Unraveling the structural and functional differences between purine nucleoside phosphorylase and 5'-deoxy-5'-methylthioadenosine phosphorylase from the archaeon Pyrococcus furiosus.

Author information

1
Dipartimento di Biochimica e Biofisica F. Cedrangolo, Seconda Università di Napoli, Via Costantinopoli 16, Napoli, Italy. giovanna.cacciapuoti@unina2.it

Abstract

Purine nucleoside metabolism in the archaeon Pyrococcus furiosus is catalyzed by purine nucleoside phosphorylase (PfPNP) and 5'-deoxy-5'-methylthioadenosine phosphorylase (PfMTAP). These enzymes, characterized by 50% amino acid sequence identity, show non-common features of thermophilicity and thermostability and are stabilized by intramolecular disulfide bonds. PfPNP is highly specific for 6-oxopurine nucleosides while PfMTAP is characterized by a broad substrate specificity with 6-aminopurine nucleosides as preferred substrates. Amino acid sequence comparison clearly shows that the hypothetical active sites of PfPNP and PfMTAP are almost identical and that, in analogy with human 5'-deoxy-5'-methylthioadenosine phosphorylase and human purine nucleoside phosphorylase, residue changes at level of the same crucial positions could be responsible for the switch of substrate specificity. To validate this hypothesis we changed the putative active site of PfPNP by site-directed mutagenesis. Substrate specificity and catalytic efficiency of PfPNP mutants were then analyzed by kinetic studies and compared with the wild-type enzyme.
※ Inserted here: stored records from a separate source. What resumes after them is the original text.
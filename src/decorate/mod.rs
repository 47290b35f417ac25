//! Display-only relabeling of frames that belong to the interpreter.

use crate::host::FrameDecorator;
use crate::unwinder::FrameChain;

/// A resolved frame, possibly relabeled as an interpreter frame.
#[derive(Debug, Clone, PartialEq, Eq)]
pub enum Decorated<F> {
    Plain(F),
    Interpreter { frame: F, label: String },
}

impl<F> Decorated<F> {
    pub fn inner(&self) -> &F {
        match self {
            Decorated::Plain(frame) | Decorated::Interpreter { frame, .. } => frame,
        }
    }

    pub fn into_inner(self) -> F {
        match self {
            Decorated::Plain(frame) | Decorated::Interpreter { frame, .. } => frame,
        }
    }

    pub fn is_interpreter(&self) -> bool {
        matches!(self, Decorated::Interpreter { .. })
    }
}

impl<F: FrameDecorator> FrameDecorator for Decorated<F> {
    fn level(&self) -> usize {
        self.inner().level()
    }

    fn pc(&self) -> u64 {
        self.inner().pc()
    }

    fn sp(&self) -> u64 {
        self.inner().sp()
    }

    fn function(&self) -> Option<String> {
        match self {
            Decorated::Plain(frame) => frame.function(),
            Decorated::Interpreter { label, .. } => Some(label.clone()),
        }
    }
}

pub struct InterpFrameFilter {
    label: String,
    pub enabled: bool,
}

impl InterpFrameFilter {
    pub fn new(label: impl Into<String>) -> Self {
        Self {
            label: label.into(),
            enabled: true,
        }
    }

    /// Labels `frame` iff its sp is in `chain`. Without a chain (no
    /// interpreter on this stack) the frame passes through untouched.
    pub fn decorate<F: FrameDecorator>(
        &self,
        frame: F,
        chain: Option<&FrameChain>,
    ) -> Decorated<F> {
        match chain {
            Some(chain) if self.enabled && chain.contains(frame.sp()) => Decorated::Interpreter {
                frame,
                label: self.label.clone(),
            },
            _ => Decorated::Plain(frame),
        }
    }

    pub fn filter<'a, I, F>(
        &'a self,
        frames: I,
        chain: Option<&'a FrameChain>,
    ) -> impl Iterator<Item = Decorated<F>> + 'a
    where
        I: IntoIterator<Item = F>,
        I::IntoIter: 'a,
        F: FrameDecorator + 'a,
    {
        frames
            .into_iter()
            .map(move |frame| self.decorate(frame, chain))
    }
}
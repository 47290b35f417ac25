use crate::host::ThreadId;
use serde::{Deserialize, Serialize};
use std::fmt;

/// A 64-bit address or word. Accepts a JSON number or a `"0x..."` string.
#[derive(Debug, Clone, Copy, PartialEq, Eq, PartialOrd, Ord, Hash, Serialize, Deserialize)]
#[serde(try_from = "RawAddress", into = "String")]
pub struct Address(pub u64);

#[derive(Deserialize)]
#[serde(untagged)]
enum RawAddress {
    Number(u64),
    Text(String),
}

impl TryFrom<RawAddress> for Address {
    type Error = String;

    fn try_from(raw: RawAddress) -> Result<Self, Self::Error> {
        match raw {
            RawAddress::Number(value) => Ok(Address(value)),
            RawAddress::Text(text) => {
                let trimmed = text.trim();
                let parsed = match trimmed
                    .strip_prefix("0x")
                    .or_else(|| trimmed.strip_prefix("0X"))
                {
                    Some(hex) => u64::from_str_radix(&hex.replace('_', ""), 16),
                    None => trimmed.replace('_', "").parse::<u64>(),
                };
                parsed
                    .map(Address)
                    .map_err(|_| format!("invalid address '{}'", text))
            }
        }
    }
}

impl From<Address> for String {
    fn from(addr: Address) -> Self {
        format!("{:#x}", addr.0)
    }
}

impl fmt::Display for Address {
    fn fmt(&self, f: &mut fmt::Formatter<'_>) -> fmt::Result {
        write!(f, "{:#x}", self.0)
    }
}

/// A recorded debuggee: its symbols, static data and a sequence of halts.
#[derive(Debug, Clone, Default, Serialize, Deserialize)]
#[serde(deny_unknown_fields)]
pub struct Snapshot {
    #[serde(default)]
    pub symbols: Vec<SymbolDef>,
    /// Memory that stays the same across stops (globals).
    #[serde(default)]
    pub memory: Vec<MemoryRegion>,
    pub stops: Vec<Stop>,
}

#[derive(Debug, Clone, Serialize, Deserialize)]
#[serde(deny_unknown_fields)]
pub struct SymbolDef {
    pub name: String,
    pub address: Address,
    /// Functions have a size; their code forms one lexical block.
    #[serde(default)]
    pub size: u64,
}

/// The debuggee halted: thread registers and the memory that changed.
#[derive(Debug, Clone, Default, Serialize, Deserialize)]
#[serde(deny_unknown_fields)]
pub struct Stop {
    pub threads: Vec<ThreadState>,
    #[serde(default)]
    pub memory: Vec<MemoryRegion>,
}

#[derive(Debug, Clone, Serialize, Deserialize)]
#[serde(deny_unknown_fields)]
pub struct ThreadState {
    pub id: ThreadId,
    pub rip: Address,
    pub rsp: Address,
    pub rbp: Address,
}

/// Little-endian 64-bit words starting at `address`.
#[derive(Debug, Clone, Serialize, Deserialize)]
#[serde(deny_unknown_fields)]
pub struct MemoryRegion {
    pub address: Address,
    pub words: Vec<Address>,
}
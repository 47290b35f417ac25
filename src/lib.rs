//! Backtraces through the B9 interpreter for a native debugger.
//!
//! [`unwinder::InterpUnwinder`] recognizes the bytecode dispatch loop and
//! rebuilds the VM's logical call chain from its tagged value stack, frame by
//! frame, for a host that speaks the [`host`] traits. [`decorate`] labels the
//! resulting frames for display. [`snapshot`] and [`debugger`] provide a
//! replay host and a small shell on top of it.

pub mod config;
pub mod debugger;
pub mod decorate;
pub mod error;
pub mod host;
pub mod snapshot;
pub mod unwinder;
pub mod value;

pub use config::UnwinderConfig;
pub use error::{Result, UnwindError};
pub use unwinder::InterpUnwinder;
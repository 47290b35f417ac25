use serde::{Deserialize, Serialize};
use std::fs;
use std::path::Path;
use thiserror::Error;

#[derive(Debug, Error)]
pub enum ConfigError {
    #[error("could not read config file")]
    Io(#[from] std::io::Error),

    #[error("invalid config")]
    Json(#[from] serde_json::Error),
}

/// Byte offsets of the fields the unwinder reads from `b9::ExecutionContext`.
#[derive(Debug, Clone, PartialEq, Eq, Serialize, Deserialize)]
#[serde(default, deny_unknown_fields)]
pub struct ContextLayout {
    pub ip: u64,
    pub bp: u64,
    pub stack_base: u64,
    pub stack_top: u64,
}

impl Default for ContextLayout {
    fn default() -> Self {
        Self {
            ip: 0x00,
            bp: 0x08,
            stack_base: 0x10,
            stack_top: 0x18,
        }
    }
}

#[derive(Debug, Clone, PartialEq, Eq, Serialize, Deserialize)]
#[serde(default, deny_unknown_fields)]
pub struct UnwinderConfig {
    /// Entry point of the bytecode dispatch loop.
    pub interpreter_symbol: String,
    /// Global holding a pointer to the current execution context.
    pub context_symbol: String,
    pub context_layout: ContextLayout,
    pub frame_label: String,
    pub max_interior_frames: usize,
}

impl Default for UnwinderConfig {
    fn default() -> Self {
        Self {
            interpreter_symbol: "b9::ExecutionContext::interpret".to_string(),
            context_symbol: "b9::currentExecutionContext".to_string(),
            context_layout: ContextLayout::default(),
            frame_label: "B9 interpreted function".to_string(),
            max_interior_frames: 4096,
        }
    }
}

impl UnwinderConfig {
    pub fn from_json(text: &str) -> Result<Self, ConfigError> {
        Ok(serde_json::from_str(text)?)
    }

    pub fn load(path: &Path) -> Result<Self, ConfigError> {
        let text = fs::read_to_string(path)?;
        Self::from_json(&text)
    }
}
We carried out the molecular modeling of PfPNP and PfMTAP to obtain a picture of the overall enzyme structure and to identify structural features as well as interactions playing critical roles in thermostability. Finally, we utilized the structural models of mutant enzyme-substrate complex to rationalize the functional effects of the mutations.

PMID:
21683167
DOI:
10.1016/j.bbapap.2011.06.001
[Indexed for MEDLINE]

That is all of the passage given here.